DOSSIER – 30 ANNI DI 118 IN CALABRIA
DAL POLLINO ALL’ASPROMONTE: LA BALLATA DEL DISASTRO ANNUNCIATO
La Calabria si prepara a celebrare trent’anni di servizio 118, e lo fa con un manifesto patinato dove sfilano decine di nomi, titoli, comitati organizzatori, direttori, presidenti, moderatori, referenti, loghi, patrocini richiesti… Il tutto confezionato come se il 118 fosse un’eccellenza europea, un servizio efficiente, moderno, puntuale, capillare.
Ma basta uscire dalla Sala Verde della Cittadella (dove si terrà la pagliacciata), dalle passerelle e dalla propaganda occhiutiana, per incontrare la realtà: un sistema che negli ultimi anni è stato smontato, svuotato e sfigurato, fino a diventare uno dei più fragili d’Italia.
E allora, prima di spegnere le candeline, ripercorriamo la verità: trenta anni di occasioni mancate, errori strategici, disorganizzazione cronica e vite spezzate.
1. DALL’“ETÀ D’ORO” AL DECLINO: LA CADUTA LENTA E INEVITABILE
Negli anni ’90 e nei primi anni 2000 il 118 calabrese, pur tra mille difficoltà, pochi mezzi e senza rete internet, era considerato un modello misto pubblico-privato efficacissimo, come testimoniava in un post anche il Dr.
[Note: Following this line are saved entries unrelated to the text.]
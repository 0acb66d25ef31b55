#[cfg(test)]
mod tests {
    use chrono::NaiveDate;

    use crate::core::{
        CareLog,
        CareSubmission,
        Catalog,
        PlantBuddyError,
    };

    fn date(year: i32, month: u32, day: u32) -> NaiveDate {
        NaiveDate::from_ymd_opt(year, month, day).unwrap()
    }

    fn submission(
        common_name: &str,
        last_watered: NaiveDate,
        sunlight_hours: f32,
    ) -> CareSubmission {
        CareSubmission {
            common_name: common_name.to_string(),
            last_watered,
            amount_given: 120.0,
            planting_medium: "potting soil".to_string(),
            location: "kitchen".to_string(),
            height_cm: 25.0,
            sunlight_hours,
        }
    }

    #[test]
    fn peace_lily_at_its_average_sunlight() {
        let catalog = Catalog::builtin();
        let mut log = CareLog::new();

        let record =
            log.add_record(&catalog, submission("Peace Lily", date(2024, 1, 1), 4.0)).unwrap();

        assert_eq!(record.species, "Spathiphyllum wallisii");
        assert_eq!(record.adjusted_interval, 4);
        assert_eq!(record.next_watering, date(2024, 1, 5));
        assert_eq!(record.typical_water, 200.0);
    }

    #[test]
    fn snake_plant_in_a_dim_corner() {
        let catalog = Catalog::builtin();
        let mut log = CareLog::new();

        // 14 * (1 + 0.1 * 4) = 19.6, rounds up to 20
        let record =
            log.add_record(&catalog, submission("Snake Plant", date(2024, 1, 1), 2.0)).unwrap();

        assert_eq!(record.adjusted_interval, 20);
        assert_eq!(record.next_watering, date(2024, 1, 21));
    }

    #[test]
    fn unknown_plants_are_rejected() {
        let catalog = Catalog::builtin();
        let mut log = CareLog::new();

        let result = log.add_record(&catalog, submission("Cactus", date(2024, 1, 1), 6.0));

        assert!(matches!(result, Err(PlantBuddyError::UnknownPlant(name)) if name == "Cactus"));
        assert!(log.is_empty());
    }

    #[test]
    fn records_keep_insertion_order() {
        let catalog = Catalog::builtin();
        let mut log = CareLog::new();

        log.add_record(&catalog, submission("Pothos", date(2024, 1, 3), 6.0)).unwrap();
        log.add_record(&catalog, submission("Snake Plant", date(2024, 1, 1), 6.0)).unwrap();
        log.add_record(&catalog, submission("Peace Lily", date(2024, 1, 2), 4.0)).unwrap();

        let names: Vec<&str> = log.records().iter().map(|r| r.common_name.as_str()).collect();
        assert_eq!(names, ["Pothos", "Snake Plant", "Peace Lily"]);
    }

    #[test]
    fn adding_a_record_leaves_earlier_records_untouched() {
        let catalog = Catalog::builtin();
        let mut log = CareLog::new();

        log.add_record(&catalog, submission("Pothos", date(2024, 1, 1), 6.0)).unwrap();
        let first_next = log.records()[0].next_watering;

        log.add_record(&catalog, submission("Pothos", date(2024, 2, 1), 12.0)).unwrap();

        assert_eq!(log.records()[0].next_watering, first_next);
        assert_eq!(log.records()[0].adjusted_interval, 7);
    }

    #[test]
    fn due_filter_includes_the_boundary_day() {
        let catalog = Catalog::builtin();
        let mut log = CareLog::new();

        // Peace Lily: next watering on Jan 5. Snake Plant: next watering on Jan 15.
        log.add_record(&catalog, submission("Peace Lily", date(2024, 1, 1), 4.0)).unwrap();
        log.add_record(&catalog, submission("Snake Plant", date(2024, 1, 1), 6.0)).unwrap();

        assert_eq!(log.due_for_watering(date(2024, 1, 4)).count(), 0);

        let due: Vec<&str> =
            log.due_for_watering(date(2024, 1, 5)).map(|r| r.common_name.as_str()).collect();
        assert_eq!(due, ["Peace Lily"]);

        let all_due: Vec<&str> =
            log.due_for_watering(date(2024, 1, 15)).map(|r| r.common_name.as_str()).collect();
        assert_eq!(all_due, ["Peace Lily", "Snake Plant"]);
    }

    #[test]
    fn reading_reminders_does_not_consume_them() {
        let catalog = Catalog::builtin();
        let mut log = CareLog::new();

        log.add_record(&catalog, submission("Spider Plant", date(2024, 1, 1), 6.0)).unwrap();

        let today = date(2024, 2, 1);
        let first: Vec<&str> =
            log.due_for_watering(today).map(|r| r.common_name.as_str()).collect();
        let second: Vec<&str> =
            log.due_for_watering(today).map(|r| r.common_name.as_str()).collect();

        assert_eq!(first, second);
        assert_eq!(first, ["Spider Plant"]);
    }

    #[test]
    fn water_usage_keeps_duplicate_species_as_separate_samples() {
        let catalog = Catalog::builtin();
        let mut log = CareLog::new();

        let mut first = submission("Pothos", date(2024, 1, 1), 6.0);
        first.amount_given = 100.0;
        let mut second = submission("Pothos", date(2024, 1, 8), 6.0);
        second.amount_given = 300.0;

        log.add_record(&catalog, first).unwrap();
        log.add_record(&catalog, second).unwrap();

        let usage = log.water_usage();
        assert_eq!(usage.len(), 2);
        assert_eq!(usage[0].common_name, "Pothos");
        assert_eq!(usage[0].amount_given, 100.0);
        assert_eq!(usage[1].amount_given, 300.0);
        assert!(usage.iter().all(|sample| sample.typical_water == 250.0));
    }

    #[test]
    fn clear_discards_the_whole_session() {
        let catalog = Catalog::builtin();
        let mut log = CareLog::new();

        log.add_record(&catalog, submission("Fiddle Leaf Fig", date(2024, 1, 1), 6.0)).unwrap();
        log.add_record(&catalog, submission("Peace Lily", date(2024, 1, 1), 4.0)).unwrap();
        assert_eq!(log.len(), 2);

        log.clear();

        assert!(log.is_empty());
        assert_eq!(log.due_for_watering(date(2024, 12, 31)).count(), 0);
        assert!(log.water_usage().is_empty());
    }
}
Francesco Febbraio, oggi in pensione, uno dei veterani illustri del servizio: medici presenti, infermieri stabili, postazioni attive, volontariato ben integrato, tempi di risposta accettabili.
Poi è cominciata la discesa. Sottofinanziamento, tagli continui, assenza di programmazione, politicizzazione delle Centrali Operative, assenza di assunzioni, assenza di formazione seria. Il servizio si è rotto pezzo per pezzo. E quando qualcosa crolla, in Calabria si nomina un manager. O due. O tre. O un comitato. Poi il nulla!
2. AZIENDA ZERO: LA GRANDE PROMESSA (MAI MANTENUTA)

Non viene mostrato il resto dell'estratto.